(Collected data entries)
use crate::config::MAX_FRAME_MS;

/// Fixed-period tick source fed with frame deltas.
///
/// There is only ever one period in force: `rearm` drops whatever time had
/// accumulated toward the old period and starts counting the new one from
/// zero, the same as cancelling a repeating timer and scheduling a fresh one.
#[derive(Clone, Debug)]
pub struct Ticker {
    period_ms: f64,
    elapsed_ms: f64,
}

impl Ticker {
    pub fn new(period_ms: u32) -> Self {
        Self { period_ms: period_ms.max(1) as f64, elapsed_ms: 0.0 }
    }

    pub fn rearm(&mut self, period_ms: u32) {
        *self = Self::new(period_ms);
    }

    pub fn period_ms(&self) -> u32 {
        self.period_ms as u32
    }

    /// Adds a frame's worth of time and returns how many ticks fell due.
    pub fn advance(&mut self, dt_ms: f64) -> u32 {
        self.elapsed_ms += dt_ms.clamp(0.0, MAX_FRAME_MS);
        let due = (self.elapsed_ms / self.period_ms).floor();
        self.elapsed_ms -= due * self.period_ms;
        due as u32
    }
}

# [TASK GOAL]
Return, unchanged, the run of lines above that opens with the line containing "pub fn new(period_ms: u32)" and closes with the line containing "pub fn advance(&mut". Include both.

# [ANSWER SECTION]
    pub fn new(period_ms: u32) -> Self {
        Self { period_ms: period_ms.max(1) as f64, elapsed_ms: 0.0 }
    }

    pub fn rearm(&mut self, period_ms: u32) {
        *self = Self::new(period_ms);
    }

    pub fn period_ms(&self) -> u32 {
        self.period_ms as u32
    }

    /// Adds a frame's worth of time and returns how many ticks fell due.
    pub fn advance(&mut self, dt_ms: f64) -> u32 {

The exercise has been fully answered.